▶ [TASK TO COMPLETE]: Say how many lines in the material below contain the word "SqliteSynchronous", giving the number alone.

Start of PROVIDED INFORMATION

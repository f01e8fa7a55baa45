use std::path::{Path, PathBuf};
use std::time::{SystemTime, UNIX_EPOCH};

use async_trait::async_trait;
use sqlx::sqlite::{SqliteConnectOptions, SqliteJournalMode, SqlitePool, SqlitePoolOptions, SqliteSynchronous};

use crate::chunker::{self, Part};
use crate::codec::Codecs;
use crate::errors::{FilerErr, FilerResult};
use crate::record::{FileContext, StoredBlob};
use crate::store::FileStore;

const MAX_CONNECTIONS: u32 = 8;

/// One `meta` row per record plus one `block` row per part, all keyed by
/// the record id. `idx` is 0 for the meta row and the part index for blocks.
const CREATE_FILE_BLOCKS: &str = r#"
CREATE TABLE IF NOT EXISTS file_blocks (
    file_id      TEXT    NOT NULL,
    type         TEXT    NOT NULL CHECK (type IN ('meta', 'block')),
    idx          INTEGER NOT NULL,
    name         TEXT,
    content_type TEXT,
    location     TEXT,
    part_count   INTEGER,
    data         BLOB,
    created_at   INTEGER,
    PRIMARY KEY (file_id, type, idx)
)
"#;

#[derive(sqlx::FromRow)]
struct MetaRow {
    name: String,
    content_type: String,
    location: String,
    part_count: i64,
}

#[derive(sqlx::FromRow)]
struct BlockRow {
    idx: i64,
    data: Vec<u8>,
}

/// SQLite catalog keeping compressed payloads as ordered block rows of at
/// most `max_part_size` bytes.
///
/// The meta row's `location` is `<id><codec suffix>`, which is how a read
/// finds the codec that wrote the record regardless of the current default.
#[derive(Debug, Clone)]
pub struct CatalogFileStore {
    pool: SqlitePool,
    path: PathBuf,
    max_part_size: usize,
}

impl CatalogFileStore {
    pub async fn open<P: AsRef<Path>>(path: P, max_part_size: usize) -> FilerResult<Self> {
        if max_part_size == 0 {
            return Err(FilerErr::InvalidConfig("max part size must be positive".into()));
        }
        let path = path.as_ref().to_path_buf();
        let unavailable = |e: sqlx::Error| {
            FilerErr::BackendUnavailable(format!("cannot open catalog at {}: {e}", path.display()))
        };

        let options = SqliteConnectOptions::new()
            .filename(&path)
            .create_if_missing(true)
            .journal_mode(SqliteJournalMode::Wal)
            .synchronous(SqliteSynchronous::Full);
        let pool = SqlitePoolOptions::new()
            .max_connections(MAX_CONNECTIONS)
            .connect_with(options)
            .await
            .map_err(unavailable)?;
        sqlx::query(CREATE_FILE_BLOCKS).execute(&pool).await.map_err(unavailable)?;

        tracing::info!("opened catalog file store at {}", path.display());
        Ok(Self { pool, path, max_part_size })
    }

    fn ensure_open(&self) -> FilerResult<()> {
        if self.pool.is_closed() {
            return Err(FilerErr::BackendUnavailable(format!(
                "catalog at {} was cleaned up",
                self.path.display()
            )));
        }
        Ok(())
    }
}

fn unix_now() -> i64 {
    SystemTime::now()
        .duration_since(UNIX_EPOCH)
        .map(|d| d.as_secs() as i64)
        .unwrap_or_default()
}

#[async_trait]
impl FileStore for CatalogFileStore {
    async fn put_file(&self, file: &FileContext, codec: &Codecs, compressed: &[u8]) -> FilerResult<()> {
        self.ensure_open()?;
        let parts = chunker::split(compressed, self.max_part_size)?;
        let location = format!("{}{}", file.id, codec.as_trait().extension());

        // dropping the transaction on any error rolls the whole record back
        let mut tx = self.pool.begin().await?;
        sqlx::query(
            "INSERT INTO file_blocks (file_id, type, idx, name, content_type, location, part_count, created_at) \
             VALUES (?, 'meta', 0, ?, ?, ?, ?, ?)",
        )
        .bind(file.id.as_str())
        .bind(file.name.as_str())
        .bind(file.content_type.as_str())
        .bind(location.as_str())
        .bind(parts.len() as i64)
        .bind(unix_now())
        .execute(&mut *tx)
        .await?;

        for (index, data) in parts.iter().enumerate() {
            sqlx::query("INSERT INTO file_blocks (file_id, type, idx, data) VALUES (?, 'block', ?, ?)")
                .bind(file.id.as_str())
                .bind(index as i64)
                .bind(*data)
                .execute(&mut *tx)
                .await?;
        }
        tx.commit().await?;

        tracing::debug!("catalog stored {} as {} part(s) at {}", file.id, parts.len(), location);
        Ok(())
    }

    async fn get_file(&self, id: &str, _codec: &Codecs) -> FilerResult<StoredBlob> {
        self.ensure_open()?;
        let mut tx = self.pool.begin().await?;
        let meta = sqlx::query_as::<_, MetaRow>(
            "SELECT name, content_type, location, part_count FROM file_blocks \
             WHERE file_id = ? AND type = 'meta' AND idx = 0",
        )
        .bind(id)
        .fetch_optional(&mut *tx)
        .await?
        .ok_or_else(|| FilerErr::NotFound(id.to_string()))?;

        let blocks = sqlx::query_as::<_, BlockRow>(
            "SELECT idx, data FROM file_blocks WHERE file_id = ? AND type = 'block' ORDER BY idx",
        )
        .bind(id)
        .fetch_all(&mut *tx)
        .await?;
        tx.commit().await?;

        let expected = usize::try_from(meta.part_count)
            .map_err(|_| FilerErr::corrupt(format!("negative part count for {id}")))?;
        let parts = blocks
            .into_iter()
            .map(|b| {
                usize::try_from(b.idx)
                    .map(|index| Part::new(index, b.data))
                    .map_err(|_| FilerErr::corrupt(format!("negative part index for {id}")))
            })
            .collect::<FilerResult<Vec<_>>>()?;
        let payload = chunker::join(parts, expected)?;

        Ok(StoredBlob {
            codec: Codecs::from_extension(&meta.location)?,
            name: meta.name,
            content_type: Some(meta.content_type),
            payload,
        })
    }

    async fn cleanup(&self) -> FilerResult<()> {
        self.pool.close().await;
        tracing::info!("closed catalog file store at {}", self.path.display());
        Ok(())
    }
}

#[cfg(test)]
mod tests {
    use super::*;
    use crate::codec::CodecKind;
    use crate::sniff::detect_content_type;
    use crate::test_support::{fake_jpeg, noise};
    use tempfile::{tempdir, TempDir};
    use uuid::Uuid;

    async fn open_store(max_part_size: usize) -> (TempDir, CatalogFileStore) {
        let dir = tempdir().unwrap();
        let store = CatalogFileStore::open(dir.path().join("catalog.db"), max_part_size)
            .await
            .unwrap();
        (dir, store)
    }

    fn context(name: &str, content_type: &str) -> FileContext {
        FileContext {
            id: Uuid::new_v4().to_string(),
            name: name.to_string(),
            content_type: content_type.to_string(),
        }
    }

    async fn count_rows(store: &CatalogFileStore, id: &str, kind: &str) -> i64 {
        sqlx::query_scalar("SELECT COUNT(*) FROM file_blocks WHERE file_id = ? AND type = ?")
            .bind(id)
            .bind(kind)
            .fetch_one(&store.pool)
            .await
            .unwrap()
    }

    #[tokio::test]
    async fn test_put_then_get_multi_part() {
        let (_dir, store) = open_store(100).await;
        let file = context("blob.bin", "application/octet-stream");
        let payload = noise(1_050, 7);

        store.put_file(&file, &Codecs::default(), &payload).await.unwrap();

        assert_eq!(count_rows(&store, &file.id, "meta").await, 1);
        assert_eq!(count_rows(&store, &file.id, "block").await, 11);
        let blob = store.get_file(&file.id, &Codecs::default()).await.unwrap();
        assert_eq!(blob.payload, payload);
        assert_eq!(blob.name, "blob.bin");
        assert_eq!(blob.content_type.as_deref(), Some("application/octet-stream"));
    }

    #[tokio::test]
    async fn test_empty_payload_has_no_blocks() {
        let (_dir, store) = open_store(100).await;
        let file = context("empty", "text/plain; charset=utf-8");

        store.put_file(&file, &Codecs::default(), &[]).await.unwrap();

        assert_eq!(count_rows(&store, &file.id, "block").await, 0);
        let blob = store.get_file(&file.id, &Codecs::default()).await.unwrap();
        assert!(blob.payload.is_empty());
    }

    #[tokio::test]
    async fn test_jpeg_fits_single_part() {
        let (_dir, store) = open_store(128_000).await;
        let codec = Codecs::new(CodecKind::Zlib, 3);
        let raw = fake_jpeg(82_569);
        let file = context("test.jpg", detect_content_type(&raw));
        let compressed = codec.as_trait().compress(&raw).unwrap();

        store.put_file(&file, &codec, &compressed).await.unwrap();

        assert_eq!(count_rows(&store, &file.id, "block").await, 1);
        let blob = store.get_file(&file.id, &codec).await.unwrap();
        let restored = blob.codec.as_trait().decompress(&blob.payload).unwrap();
        assert_eq!(restored.len(), 82_569);
        assert_eq!(detect_content_type(&restored), "image/jpeg");
        assert_eq!(blob.content_type.as_deref(), Some("image/jpeg"));
    }

    #[tokio::test]
    async fn test_location_records_codec() {
        let (_dir, store) = open_store(100).await;
        let file = context("z.bin", "application/octet-stream");
        let writer = Codecs::new(CodecKind::Lz4, 3);

        store.put_file(&file, &writer, b"abc").await.unwrap();

        let location: String =
            sqlx::query_scalar("SELECT location FROM file_blocks WHERE file_id = ? AND type = 'meta'")
                .bind(file.id.as_str())
                .fetch_one(&store.pool)
                .await
                .unwrap();
        assert_eq!(location, format!("{}.lz4", file.id));
        let blob = store.get_file(&file.id, &Codecs::default()).await.unwrap();
        assert_eq!(blob.codec.kind(), CodecKind::Lz4);
    }

    #[tokio::test]
    async fn test_unknown_id_not_found() {
        let (_dir, store) = open_store(100).await;
        let err = store.get_file("nonexistent-id", &Codecs::default()).await.unwrap_err();
        assert!(err.is_not_found());
    }

    #[tokio::test]
    async fn test_failed_block_insert_rolls_back() {
        let (_dir, store) = open_store(64).await;
        sqlx::query(
            "CREATE TRIGGER fail_second_block BEFORE INSERT ON file_blocks \
             WHEN NEW.type = 'block' AND NEW.idx = 1 \
             BEGIN SELECT RAISE(ABORT, 'injected failure'); END",
        )
        .execute(&store.pool)
        .await
        .unwrap();
        let file = context("doomed.bin", "application/octet-stream");

        let res = store.put_file(&file, &Codecs::default(), &noise(300, 3)).await;

        assert!(matches!(res, Err(FilerErr::Catalog(_))));
        let total: i64 = sqlx::query_scalar("SELECT COUNT(*) FROM file_blocks")
            .fetch_one(&store.pool)
            .await
            .unwrap();
        assert_eq!(total, 0);
        let err = store.get_file(&file.id, &Codecs::default()).await.unwrap_err();
        assert!(err.is_not_found());
    }

    #[tokio::test]
    async fn test_missing_block_detected() {
        let (_dir, store) = open_store(10).await;
        let file = context("holes.bin", "application/octet-stream");
        store.put_file(&file, &Codecs::default(), &noise(35, 1)).await.unwrap();

        sqlx::query("DELETE FROM file_blocks WHERE file_id = ? AND type = 'block' AND idx = 3")
            .bind(file.id.as_str())
            .execute(&store.pool)
            .await
            .unwrap();

        let err = store.get_file(&file.id, &Codecs::default()).await.unwrap_err();
        assert!(matches!(err, FilerErr::MissingPart { index: 3, count: 4 }));
    }

    #[tokio::test]
    async fn test_cleanup_closes_pool() {
        let (_dir, store) = open_store(10).await;
        store.cleanup().await.unwrap();
        store.cleanup().await.unwrap();
        let err = store.get_file("any", &Codecs::default()).await.unwrap_err();
        assert!(matches!(err, FilerErr::BackendUnavailable(_)));
    }

    #[tokio::test]
    async fn test_zero_part_size_rejected() {
        let dir = tempdir().unwrap();
        let err = CatalogFileStore::open(dir.path().join("c.db"), 0).await.unwrap_err();
        assert!(matches!(err, FilerErr::InvalidConfig(_)));
    }
}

End of PROVIDED INFORMATION

▶ [WRITTEN ANSWER]: 2